Two information bits  $(u_1, u_2)$  are encoded to produce three coded bits  $(u_2, u_{1,}c_{1k})$ , which are mapped onto 8-PSK signal points, where  $c_{1k}$  is the output of the standard turbo encoder and is punctured. The signal points are labeled by a triplet  $(u_2, u_{1,}c_{1k})$ , as shown in Fig. 2.2.



Fig. 2.2 Labels and phase information of 8-PSK constellation

## 2.2 Coset Symbol Transformer(CST)

Let (x, y) denote the I- and Q- channel values of the received 8-PSK symbols r(t). Let  $\varphi$  denote the phase of the received signal.

$$r(t) = x + jy \tag{2-1}$$

$$\varphi = \tan^{-1}(y / x) \tag{2-2}$$

In order to use the turbo decoder with rate-1/2, a transformation is applied such that the 8-PSK points are mapped into QPSK points labeled by  $(u_1, c_{1k})$ , as shown in Fig. 2.2. The x' and y' projections in the transformed QPSK constellation are obtained from the received 8-PSK symbols by Equation (2-3).

$$x' = \sqrt{2} \cos(2(\varphi + 5\pi/8))$$
  

$$y' = \sqrt{2} \sin(2(\varphi + 5\pi/8))$$
(2-3)

 $\sqrt{2}$  is the scaling factor to project onto QPSK points with  $(\pm 1,\pm 1)$ ,  $5\pi/8$  is the phase rotation constant to map into the QPSK point with  $(u_1,c_{1k})$ :  $(11) \rightarrow \pi/4, (01) \rightarrow 3\pi/4, (00) \rightarrow 5\pi/4$ , and  $(10) \rightarrow 7\pi/4$ . Fig. 2.3

shows the received 8-PSK symbols transformed into QPSK symbols at  $E_{\text{b}}\!/N_0$  of

12dB.



(a) Received 8-PSK symbols



(b) Transformed into QPSK symbols

Fig. 2.3 Transformed QPSK symbols ( $E_b/N_0$  of 12dB)

## 2.3 Phase Sector Quantizer(PSQ)

The signal vector space is quantized to determine the locations of received symbols, and PSQ in Fig. 2.4 is used for decoding the uncoded bits,  $u_2$ . The PSQ is designed with the assumption that the in-phase(I) and quadrature(Q)components of the received signals r(t), will be converted to q quantization bits.
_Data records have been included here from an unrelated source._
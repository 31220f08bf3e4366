use crate::codec::CodecError;
use crate::model::{Action, ActionList, Extraction, Validation};

/// 解析文本格式的动作列表
///
/// 逐行递归下降。模式字段原样保留为原始字符串，不在读取时
/// 解析：占位符要等运行时上下文就绪才能检查。
pub fn read_action_list(input: &str) -> Result<ActionList, CodecError> {
    let mut scanner = Scanner::new(input);
    let mut list = ActionList::new();

    while let Some((lineno, line)) = scanner.next_line()? {
        match line {
            Line::Open { key, bracket: '{' } if key == "Store" => {
                list.store = read_pairs(&mut scanner)?;
            }
            Line::Open { key, bracket: '{' } if key == "Action" => {
                list.actions.push(read_action(&mut scanner, lineno)?);
            }
            _ => {
                return Err(CodecError::Syntax {
                    line: lineno,
                    message: "expected a Store or Action block".to_string(),
                });
            }
        }
    }
    Ok(list)
}

fn read_action(scanner: &mut Scanner<'_>, opened_at: usize) -> Result<Action, CodecError> {
    let mut name: Option<String> = None;
    let mut url: Option<String> = None;
    let mut method: Option<String> = None;
    let mut encode: Option<bool> = None;
    let mut parameters = Vec::new();
    let mut headers = Vec::new();
    let mut http_response_code: Option<String> = None;
    let mut validations = Vec::new();
    let mut extractions = Vec::new();

    loop {
        let (lineno, line) = scanner.expect_line()?;
        match line {
            Line::Entry { key, value } if key == "Name" => name = value,
            Line::Open { key, bracket: '{' } if key == "Request" => loop {
                let (lineno, line) = scanner.expect_line()?;
                match line {
                    Line::Entry { key, value } if key == "Url" => url = value,
                    Line::Entry { key, value } if key == "Method" => method = value,
                    Line::Entry { key, value } if key == "Encode" => {
                        encode = Some(match value.as_deref() {
                            Some("true") => true,
                            Some("false") => false,
                            _ => {
                                return Err(CodecError::Syntax {
                                    line: lineno,
                                    message: "Encode must be true or false".to_string(),
                                });
                            }
                        });
                    }
                    Line::Open { key, bracket: '{' } if key == "Parameters" => {
                        parameters = read_pairs(scanner)?;
                    }
                    Line::Open { key, bracket: '{' } if key == "Headers" => {
                        headers = read_pairs(scanner)?;
                    }
                    Line::Close('}') => break,
                    _ => {
                        return Err(CodecError::Syntax {
                            line: lineno,
                            message: "unexpected line in a Request block".to_string(),
                        });
                    }
                }
            },
            Line::Open { key, bracket: '{' } if key == "Response" => loop {
                let (lineno, line) = scanner.expect_line()?;
                match line {
                    Line::Entry { key, value } if key == "Httpcode" => http_response_code = value,
                    Line::Open { key, bracket: '[' } if key == "Validate" => {
                        validations = read_validations(scanner)?;
                    }
                    Line::Open { key, bracket: '[' } if key == "Store" => {
                        extractions = read_extractions(scanner)?;
                    }
                    Line::Close('}') => break,
                    _ => {
                        return Err(CodecError::Syntax {
                            line: lineno,
                            message: "unexpected line in a Response block".to_string(),
                        });
                    }
                }
            },
            Line::Close('}') => break,
            _ => {
                return Err(CodecError::Syntax {
                    line: lineno,
                    message: "unexpected line in an Action block".to_string(),
                });
            }
        }
    }

    let name = name.ok_or_else(|| CodecError::Syntax {
        line: opened_at,
        message: "Action block has no Name".to_string(),
    })?;
    let url = url.ok_or_else(|| CodecError::Syntax {
        line: opened_at,
        message: format!("action '{}' has no Url", name),
    })?;
    Ok(Action {
        name,
        url,
        method: method.unwrap_or_else(|| "GET".to_string()),
        parameters,
        headers,
        encode_parameters: encode,
        http_response_code,
        validations,
        extractions,
    })
}

/// 读取一串 `key: value` 行，直到块闭合；允许重复键，保持顺序
fn read_pairs(scanner: &mut Scanner<'_>) -> Result<Vec<(String, String)>, CodecError> {
    let mut pairs = Vec::new();
    loop {
        let (lineno, line) = scanner.expect_line()?;
        match line {
            Line::Entry { key, value } => pairs.push((key, value.unwrap_or_default())),
            Line::Close('}') => return Ok(pairs),
            _ => {
                return Err(CodecError::Syntax {
                    line: lineno,
                    message: "expected a key/value entry".to_string(),
                });
            }
        }
    }
}

fn read_validations(scanner: &mut Scanner<'_>) -> Result<Vec<Validation>, CodecError> {
    let mut validations = Vec::new();
    loop {
        let (lineno, line) = scanner.expect_line()?;
        match line {
            Line::Open { key, bracket: '{' } => {
                let fields = read_fields(scanner)?;
                // 行的位置决定角色：首行选择、末行校验、中间是次级选择
                let validation = match fields.len() {
                    2 => Validation::from_raw(
                        key,
                        fields[0].0.clone(),
                        fields[0].1.clone().unwrap_or_default(),
                        None,
                        None,
                        fields[1].0.clone(),
                        fields[1].1.clone(),
                    ),
                    3 => Validation::from_raw(
                        key,
                        fields[0].0.clone(),
                        fields[0].1.clone().unwrap_or_default(),
                        Some(fields[1].0.clone()),
                        fields[1].1.clone(),
                        fields[2].0.clone(),
                        fields[2].1.clone(),
                    ),
                    _ => {
                        return Err(CodecError::Syntax {
                            line: lineno,
                            message: "a validation entry needs two or three fields".to_string(),
                        });
                    }
                };
                validations.push(validation);
            }
            Line::Close(']') => return Ok(validations),
            _ => {
                return Err(CodecError::Syntax {
                    line: lineno,
                    message: "expected a validation entry".to_string(),
                });
            }
        }
    }
}

fn read_extractions(scanner: &mut Scanner<'_>) -> Result<Vec<Extraction>, CodecError> {
    let mut extractions = Vec::new();
    loop {
        let (lineno, line) = scanner.expect_line()?;
        match line {
            Line::Open { key, bracket: '{' } => {
                let fields = read_fields(scanner)?;
                let extraction = match fields.len() {
                    1 => Extraction::from_raw(
                        key,
                        fields[0].0.clone(),
                        fields[0].1.clone().unwrap_or_default(),
                        None,
                        None,
                    ),
                    2 => Extraction::from_raw(
                        key,
                        fields[0].0.clone(),
                        fields[0].1.clone().unwrap_or_default(),
                        Some(fields[1].0.clone()),
                        fields[1].1.clone(),
                    ),
                    _ => {
                        return Err(CodecError::Syntax {
                            line: lineno,
                            message: "an extraction entry needs one or two fields".to_string(),
                        });
                    }
                };
                extractions.push(extraction);
            }
            Line::Close(']') => return Ok(extractions),
            _ => {
                return Err(CodecError::Syntax {
                    line: lineno,
                    message: "expected an extraction entry".to_string(),
                });
            }
        }
    }
}

/// 读取一个条目块内的字段行，内容缺省时为 None
fn read_fields(scanner: &mut Scanner<'_>) -> Result<Vec<(String, Option<String>)>, CodecError> {
    let mut fields = Vec::new();
    loop {
        let (lineno, line) = scanner.expect_line()?;
        match line {
            Line::Entry { key, value } => fields.push((key, value)),
            Line::Close('}') => return Ok(fields),
            _ => {
                return Err(CodecError::Syntax {
                    line: lineno,
                    message: "expected a field line".to_string(),
                });
            }
        }
    }
}

#[derive(Debug)]
enum Line {
    Open { key: String, bracket: char },
    Close(char),
    Entry { key: String, value: Option<String> },
}

/// 行扫描器，跳过空行，记住行号用于报错
///
/// 只剥行首缩进；行尾空白保留，"键后有分隔符" 和 "键后没有内容"
/// 由它区分（`k: ` 是空内容，`k:` 是缺省）。
struct Scanner<'a> {
    lines: Vec<(usize, &'a str)>,
    pos: usize,
}

impl<'a> Scanner<'a> {
    fn new(input: &'a str) -> Self {
        let lines = input
            .lines()
            .enumerate()
            .map(|(i, line)| (i + 1, line.trim_start()))
            .filter(|(_, line)| !line.is_empty())
            .collect();
        Self { lines, pos: 0 }
    }

    fn next_line(&mut self) -> Result<Option<(usize, Line)>, CodecError> {
        let Some(&(lineno, text)) = self.lines.get(self.pos) else {
            return Ok(None);
        };
        self.pos += 1;
        Ok(Some((lineno, parse_line(lineno, text)?)))
    }

    fn expect_line(&mut self) -> Result<(usize, Line), CodecError> {
        let last = self.lines.last().map(|(n, _)| *n).unwrap_or(0);
        self.next_line()?.ok_or(CodecError::Syntax {
            line: last,
            message: "unexpected end of input".to_string(),
        })
    }
}

fn parse_line(lineno: usize, text: &str) -> Result<Line, CodecError> {
    match text.trim_end() {
        "}" => return Ok(Line::Close('}')),
        "]" => return Ok(Line::Close(']')),
        // 块的键按后缀识别，键本身可以含冒号（如断言的显示名）
        open => {
            if let Some(key) = open.strip_suffix(": {") {
                return Ok(Line::Open {
                    key: key.to_string(),
                    bracket: '{',
                });
            }
            if let Some(key) = open.strip_suffix(": [") {
                return Ok(Line::Open {
                    key: key.to_string(),
                    bracket: '[',
                });
            }
        }
    }
    let (key, rest) = text.split_once(':').ok_or_else(|| CodecError::Syntax {
        line: lineno,
        message: format!("expected 'key: value', found '{}'", text),
    })?;
    let key = key.trim().to_string();
    if rest.is_empty() {
        Ok(Line::Entry { key, value: None })
    } else {
        // 只剥一个分隔空格，值内部的空白和冒号原样保留
        let value = rest.strip_prefix(' ').unwrap_or(rest);
        Ok(Line::Entry {
            key,
            value: Some(value.to_string()),
        })
    }
}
The circuit is shown in Fig. 2.4. Three comparators and two absolute generations produce the three bits of phase information indicating one of the sectors. Each of the three phase information bits gives information about the location of the received vector:  $\phi_2$  and  $\phi_3$  indicate the quadrant and the remaining one bit indicates the location within the quadrant. When |I| < |Q|,  $\phi_1$  is one. In Fig. 2.2, the numbers in 8-PSK constellation are denoted,  $\phi_1, \phi_2, \phi_3$ .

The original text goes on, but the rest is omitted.